I was listening to a Jewish podcast this weekend (as one like me does) and there was an amazing story about a woman flying El Al who gave up her seat on a flight and then, after discussing the reason why (her gender) decided to sue the airline for discrimination.

I don't, to clarify, think it was discrimination (another passenger made a request to not sit next to a woman, the airline offered the female passenger an upgrade to vacate her seat, she accepted). While this gets at a much larger issue of religion and society (things I won't touch here) it raised a very interesting discussion inside our car (my ladies were with me - one even sitting RIGHT NEXT TO ME).

All three of us had different takes on this situation.

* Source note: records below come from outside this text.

#[test]
fn aliased_error_domains_share_one_entry() {
    let lib = load(&compile_ok(indoc! {r#"
        {
          "namespace": "Demo",
          "nodes": [
            { "kind": "error-domain", "name": "Quark", "get_quark": "demo_quark", "codes": "Code" },
            { "kind": "enum", "name": "Code" },
            {
              "kind": "struct",
              "name": "Failure",
              "fields": [
                { "name": "a", "type": { "tag": "error", "domains": ["Quark", "Demo.Quark"] } },
                { "name": "b", "type": { "tag": "error", "domains": ["Quark"] } }
              ]
            }
          ]
        }
    "#}));

    let quark = lib.find_local("Quark").unwrap().0;
    let failure = lib.struct_view(local(&lib, "Failure")).unwrap();
    let offset = failure.fields[0].ty.offset;
    assert_eq!(offset, failure.fields[1].ty.offset);

    let error: ErrorTypeBlob = lib.blob(offset).unwrap();
    assert_eq!(error.n_domains, 1);
    assert_eq!(lib.dir_refs(offset + ErrorTypeBlob::SIZE as u32, 1).unwrap(), [quark]);
}

#[test]
fn forward_reference_resolves_locally() {
    let lib = load(&compile_ok(indoc! {r#"
        {
          "namespace": "Demo",
          "nodes": [
            {
              "kind": "struct",
              "name": "Node",
              "fields": [
                { "name": "next", "type": { "tag": "interface", "name": "Node", "pointer": true } },
                { "name": "owner", "type": { "tag": "interface", "name": "Tree", "pointer": true } }
              ]
            },
            { "kind": "struct", "name": "Tree" }
          ]
        }
    "#}));

    let tree = lib.find_local("Tree").unwrap().0;
    let node = lib.struct_view(local(&lib, "Node")).unwrap();

    assert_eq!(lib.entry_count(), 2);
    assert_eq!(DirRef::from_raw(node.fields[1].ty.interface), tree);
}

#[test]
fn locals_precede_externals() {
    let lib = load(&compile_ok(indoc! {r#"
        {
          "namespace": "Demo",
          "nodes": [
            { "kind": "object", "name": "Button", "parent": "Gtk.Widget" },
            { "kind": "object", "name": "Label", "parent": "Gtk.Widget" }
          ]
        }
    "#}));

    assert_eq!(lib.entry_count(), 3);
    assert_eq!(lib.local_entry_count(), 2);

    let external = lib.entry(DirRef::from_raw(3)).unwrap();
    assert!(!external.local);
    assert_eq!(external.blob_type(), Some(BlobType::Invalid));
    assert_eq!(lib.entry_name(DirRef::from_raw(3)).unwrap(), "Gtk.Widget");
}

const REFERENCES: &str = r#"
{
  "namespace": "Demo",
  "nodes": [
    {
      "kind": "object",
      "name": "Canvas",
      "parent": "GObject.Object",
      "interfaces": ["Drawable", "Gio.Icon"],
      "fields": [
        { "name": "origin", "type": { "tag": "interface", "name": "Point" } },
        {
          "name": "layers",
          "type": {
            "tag": "hash",
            "pointer": true,
            "key": { "tag": "utf8", "pointer": true },
            "value": { "tag": "array", "element": { "tag": "interface", "name": "Gdk.Paintable", "pointer": true } }
          }
        }
      ],
      "properties": [{ "name": "origin", "type": { "tag": "interface", "name": "Point" } }],
      "methods": [
        {
          "name": "paint",
          "symbol": "demo_canvas_paint",
          "method": true,
          "signature": {
            "result": { "type": { "tag": "interface", "name": "Gsk.RenderNode", "pointer": true } },
            "params": [
              { "name": "at", "type": { "tag": "interface", "name": "Point", "pointer": true } },
              { "name": "error", "direction": "out", "type": { "tag": "error", "pointer": true, "domains": ["Failed", "GLib.IOError"] } }
            ]
          }
        }
      ],
      "signals": [
        {
          "name": "moved",
          "signature": { "params": [{ "name": "to", "type": { "tag": "slist", "pointer": true, "element": { "tag": "interface", "name": "Point" } } }] }
        }
      ],
      "vfuncs": [{ "name": "layout" }]
    },
    {
      "kind": "interface",
      "name": "Drawable",
      "prerequisites": ["GObject.Object", "Sized"],
      "properties": [{ "name": "size", "type": { "tag": "interface", "name": "Sized" } }]
    },
    { "kind": "interface", "name": "Sized" },
    { "kind": "struct", "name": "Point", "fields": [{ "name": "owner", "type": { "tag": "interface", "name": "Canvas", "pointer": true } }] },
    { "kind": "callback", "name": "Visit", "signature": { "params": [{ "name": "p", "type": { "tag": "interface", "name": "Point" } }] } },
    { "kind": "error-domain", "name": "Failed", "get_quark": "demo_failed_quark", "codes": "Code" },
    { "kind": "enum", "name": "Code" }
  ]
}
"#;
//! Invariant checks excluded from coverage reports.

#![cfg_attr(coverage_nightly, coverage(off))]

use super::context::CompileContext;
use super::directory::EntryId;
use super::section::Section;

impl CompileContext<'_> {
    /// A fixed row must occupy exactly its declared size.
    pub(crate) fn ensure_row(&self, kind: &str, start: usize, size: usize) {
        let written = self.body.len() - start;
        if written != size {
            panic!("{kind} row is {written} bytes, expected {size}");
        }
    }

    /// A child array must hold exactly `count` rows of `size` bytes.
    pub(crate) fn ensure_rows(&self, kind: &str, start: usize, count: usize, size: usize) {
        let written = self.body.len() - start;
        if written != count * size {
            panic!(
                "{kind} rows take {written} bytes, expected {count} x {size}",
            );
        }
    }
}

impl Section {
    pub(crate) fn ensure_first_write(&self, id: EntryId, previous: Option<usize>) {
        if let Some(at) = previous {
            panic!("body {id} written twice (first at +{at:#x})");
        }
    }
}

  1. The kid didn't care. That is essentially a quote/the entirety of her comment.
  2. I thought it was handled fine - that the airline coming to ask the woman to move with an improved situation waiting for her was ideal.
  3. The third person in the car thought the fact that the guy was even indulged in this was nuts.
I should clarify this woman loves and is marrying a Jew. This is not about his religion or beliefs. Her concern - which was very well received after she elaborated - was that if this guy doesn't want to sit next to a woman (or a skinny person next to a fat, or an elbow-rest-lover next to an equal-rights-for-equal-elbow neighbor, etc.) then he should have purchased a second seat to ensure he was not next to someone he didn't want to be with.

She felt that to even approach the woman to move - to a better seat or otherwise - was not right and should be avoided. I still think there is a grey area where we can ask people to be kind and giving and accommodating (on a plane, a train, an automobile, or anywhere else) then we should do it. Ask for kindness and cooperation. See if it comes back around. See if it can make life better.